Gaston County sisters die a month apart

Haley Brooks, right, and Diane Brooks said that they loved Amanda and Whitney and tried to get both of them into treatment for their addiction. Instead, Diane lost two daughters in the span of a month.
Haley Brooks, right, and Diane Brooks said that they loved Amanda and Whitney and tried to get both of them into treatment for their addiction. Instead, Diane lost two daughters in the span of a month.

Diane Brooks didn't fully realize that her oldest daughter was dead until she heard the hospital chaplain speaking in past tense.

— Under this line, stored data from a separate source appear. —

//! Serialized pattern snapshot
//!
//! Flat records, one per user obstacle, discriminated by `class`. The outline
//! is implicit and never written.

use serde::{Deserialize, Serialize};

use crate::consts::{DEFAULT_BARS, DEFAULT_BPM, DEFAULT_FILE};

/// Point in disk coordinates
#[derive(Debug, Clone, Copy, PartialEq, Default, Serialize, Deserialize)]
pub struct PointFormat {
    pub x: f64,
    pub y: f64,
}

/// One user obstacle
#[derive(Debug, Clone, PartialEq, Serialize, Deserialize)]
#[serde(tag = "class", rename_all = "lowercase")]
pub enum ObstacleFormat {
    Line {
        x0: f64,
        y0: f64,
        x1: f64,
        y1: f64,
    },
    Arc {
        x0: f64,
        y0: f64,
        x1: f64,
        y1: f64,
        bend: f64,
    },
    Curve {
        x0: f64,
        y0: f64,
        x1: f64,
        y1: f64,
        x2: f64,
        y2: f64,
    },
}

impl ObstacleFormat {
    pub fn is_finite(&self) -> bool {
        match *self {
            ObstacleFormat::Line { x0, y0, x1, y1 } => [x0, y0, x1, y1].iter().all(|v| v.is_finite()),
            ObstacleFormat::Arc { x0, y0, x1, y1, bend } => {
                [x0, y0, x1, y1, bend].iter().all(|v| v.is_finite())
            }
            ObstacleFormat::Curve { x0, y0, x1, y1, x2, y2 } => {
                [x0, y0, x1, y1, x2, y2].iter().all(|v| v.is_finite())
            }
        }
    }
}

/// Whole pattern snapshot
#[derive(Debug, Clone, PartialEq, Serialize, Deserialize)]
pub struct PatternFormat {
    pub origin: PointFormat,
    pub obstacles: Vec<ObstacleFormat>,
    pub file: String,
    pub bpm: f64,
    pub bars: u32,
}

impl Default for PatternFormat {
    fn default() -> Self {
        Self {
            origin: PointFormat::default(),
            obstacles: Vec::new(),
            file: DEFAULT_FILE.to_string(),
            bpm: DEFAULT_BPM,
            bars: DEFAULT_BARS,
        }
    }
}

impl PatternFormat {
    pub fn from_json(json: &str) -> crate::Result<Self> {
        Ok(serde_json::from_str(json)?)
    }

    pub fn to_json(&self) -> crate::Result<String> {
        Ok(serde_json::to_string(self)?)
    }
}

#[cfg(test)]
mod tests {
    use super::*;

    #[test]
    fn test_class_tags() {
        let json = r#"{
            "origin": {"x": 0.1, "y": -0.2},
            "obstacles": [
                {"class": "line", "x0": -0.8, "y0": -0.5, "x1": 0.8, "y1": -0.5},
                {"class": "arc", "x0": -0.25, "y0": 0.5, "x1": 0.5, "y1": 0.5, "bend": 1.3},
                {"class": "curve", "x0": 0.0, "y0": 0.0, "x1": 0.2, "y1": 0.3, "x2": 0.4, "y2": 0.0}
            ],
            "file": "loop.wav",
            "bpm": 120.0,
            "bars": 4
        }"#;
        let format = PatternFormat::from_json(json).unwrap();
        assert_eq!(format.obstacles.len(), 3);
        assert!(matches!(format.obstacles[1], ObstacleFormat::Arc { bend, .. } if bend == 1.3));
        assert_eq!(format.bars, 4);

        let out = format.to_json().unwrap();
        assert!(out.contains(r#""class":"curve""#));
        assert_eq!(PatternFormat::from_json(&out).unwrap(), format);
    }

    #[test]
    fn test_unknown_class_rejected() {
        let json = r#"{
            "origin": {"x": 0.0, "y": 0.0},
            "obstacles": [
                {"class": "line", "x0": 0.0, "y0": 0.0, "x1": 0.5, "y1": 0.0},
                {"class": "spiral", "x0": 0.0, "y0": 0.0}
            ],
            "file": "loop.wav",
            "bpm": 120.0,
            "bars": 4
        }"#;
        assert!(PatternFormat::from_json(json).is_err());
    }
}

Brooks was at CaroMont Regional Medical Center, with her other daughter, Haley. They had received a Facebook message that Brooks' oldest daughter, Amanda Grigg Whitley, had died, and they were trying to find out whether it was true, Haley said.

"She started talking about her in past tense. And Mom was like, 'you just said was, and she was like, 'I'm so sorry. I thought you just said you knew she was dead,'" she said.

Whitley, who was 37, had died of an apparent drug overdose in a wooded area in Gastonia on Feb. 8. While her death was not a total shock to her family — she had been struggling with addiction for years — she died shortly after her younger sister, 34-year-old Whitney Brooks, who died on Jan. 3 at Atrium Health after just over two weeks of incarceration in the Cleveland County Detention Center.

The two women's lives — and deaths — were closely intertwined.

The two died just over a month apart from one another, and prior to their deaths, both had for years experienced homelessness, a situation spurred by their struggle with addiction. In November, both women were staying at an encampment on North Oakland Street in Gastonia, but the sisters were originally from Bessemer City.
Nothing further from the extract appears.